Easing Into the Mediterranean Diet – 2 Steps
by Alesha Wilson
The Mediterranean diet is a famous diet program made popular by celebrities.
But the reason for its continued popularity is the endorsements by experts, including renowned nutritionists like Walter Willet, a Harvard professor, doctor and nutritionist.
Right now, everyone seems to be on it, because the dietary restrictions are more lax than other diet plans out there, and the recommended foods are delicious.
What’s more, the diet plan is said to be the best one for preventing circulatory diseases.
The official diet plan, which comes from a diet company, involves food delivery and all the dishes contain what you need to eat daily.
If you have the time or the inclination to cook, you will also be sent recipes of foods that you can include in your daily meals. But the average dieter needs a little more preparation before investing into this kind of diet plan. Some may be feeling wary about the effectiveness of this diet, and therefore need more information on what this diet plan has to offer.
The good news is that you can start this diet on your own, based on what you know about it and how others have been using it to steadily lose weight.
2 Steps to Start the Mediterranean Diet
Step One: Study the Traditional Food of Mediterranean Countries
To get an idea on how to start your Mediterranean diet, start familiarizing yourself with the cuisine of Mediterranean countries such as Greece and southern Italy.

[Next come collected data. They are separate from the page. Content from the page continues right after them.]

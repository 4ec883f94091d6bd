use indexmap::IndexMap;

/// Insertion-ordered object storage. Keys are unique; order is the order in
/// which keys first appeared in the parsed text.
pub type Object = IndexMap<String, Value>;

/// One node of a parsed JSON document.
///
/// Integers and floats are kept apart: a literal such as `247` becomes
/// [`Value::Integer`], a literal such as `2.5` becomes [`Value::Float`]. Which
/// rule decides this is controlled by [`NumberPolicy`](crate::NumberPolicy).
///
/// # Examples
///
/// ```
/// use json_proc::{Object, Value};
///
/// let array = Value::Array(vec![Value::Integer(1), Value::Float(2.5)]);
///
/// let mut obj = Object::new();
/// obj.insert("key".to_string(), Value::String("value".to_string()));
/// let object = Value::Object(obj);
///
/// assert_eq!(array.len(), Some(2));
/// assert_eq!(object.type_name(), "object");
/// ```
#[derive(Debug, Clone, PartialEq)]
pub enum Value {
    /// JSON null
    Null,

    /// JSON boolean (true/false)
    Boolean(bool),

    /// Whole number
    Integer(i64),

    /// Number with a fractional part
    Float(f64),

    /// Quoted text, stored exactly as it appeared between the quotes
    String(String),

    /// Ordered list of owned children
    Array(Vec<Value>),

    /// Keyed children in insertion order
    Object(Object),
}

impl Default for Value {
    fn default() -> Self {
        Value::Object(Object::new())
    }
}

impl Value {
    /// Returns a human-readable type name
    pub fn type_name(&self) -> &'static str {
        match self {
            Value::Null => "null",
            Value::Boolean(_) => "boolean",
            Value::Integer(_) => "integer",
            Value::Float(_) => "float",
            Value::String(_) => "string",
            Value::Array(_) => "array",
            Value::Object(_) => "object",
        }
    }

    /// Numeric value of an Integer or Float, `None` for every other variant
    pub fn as_float(&self) -> Option<f64> {
        match self {
            Value::Integer(n) => Some(*n as f64),
            Value::Float(n) => Some(*n),
            _ => None,
        }
    }

    pub fn is_container(&self) -> bool {
        matches!(self, Value::Array(_) | Value::Object(_))
    }

    /// Number of direct children, `None` for scalars
    pub fn len(&self) -> Option<usize> {
        match self {
            Value::Array(arr) => Some(arr.len()),
            Value::Object(obj) => Some(obj.len()),
            _ => None,
        }
    }

    /// Looks up a direct child by key
    pub fn get_key(&self, key: &str) -> Option<&Value> {
        match self {
            Value::Object(obj) => obj.get(key),
            _ => None,
        }
    }

    /// Looks up a direct child by position
    pub fn get_index(&self, index: usize) -> Option<&Value> {
        match self {
            Value::Array(arr) => arr.get(index),
            _ => None,
        }
    }
}

impl From<bool> for Value {
    fn from(b: bool) -> Self {
        Value::Boolean(b)
    }
}

impl From<i64> for Value {
    fn from(n: i64) -> Self {
        Value::Integer(n)
    }
}

impl From<f64> for Value {
    fn from(n: f64) -> Self {
        Value::Float(n)
    }
}

impl From<&str> for Value {
    fn from(s: &str) -> Self {
        Value::String(s.to_string())
    }
}

impl From<String> for Value {
    fn from(s: String) -> Self {
        Value::String(s)
    }
}

impl From<Vec<Value>> for Value {
    fn from(arr: Vec<Value>) -> Self {
        Value::Array(arr)
    }
}

impl From<Object> for Value {
    fn from(obj: Object) -> Self {
        Value::Object(obj)
    }
}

Many dishes contain mixtures of vegetables, cheeses, dairy products and fresh fruit. Most notable is the use of olive oil in most of the dishes.
The paradox of the Mediterranean diet is that the recommended dishes look like they could be filled with fats, but the reality is that the recipes include only the most minimal amount of fats, and most of them are from vegetable and fish sources.
Olive oil is a constant component of the dishes in these countries and for good reason. Olive oil makes every dish seem richer and more flavorful.
Olive oil is rich in monounsaturated fats like oleic acid. Consuming olive oil regularly can help prevent coronary heart disease.
Step Two: Study the Mediterranean Diet Pyramid
The meal plan for someone on the Mediterranean diet can be described in the form of a pyramid, based on how often you can eat the specific food groups.
At the bottom of the pyramid are the fruits and vegetables, which you have to eat three to six times a day, or whenever you feel like munching on something.
Fish and sea foods come next, and you have to eat these three to four times a week in moderate portions.
Next in line are the poultry and dairy products, which you can eat three to four times a week, but in smaller portions compared to fish and sea foods.
Meat products and sweets are at the top of the pyramid, and you can consume these only once a week, in small portions.
Alesha Wilson is a writer at RockwellNutrition.com.
Thanks Alesha for your comment.
You are absolutely right, and that is what this website is all about: studying the traditional food of Mediterranean countries - from the native of the Mediterranean country.
The food includes fresh fruit and vegetables, meat, fish and lots of olive oil.
Cooking is also important because there is a little chance you will get a healthy meal if you just open the bag and put the food into the microwave.
But the most important thing regarding the Mediterranean diet is - just take it easy, enjoy your meal and don't count everything you eat.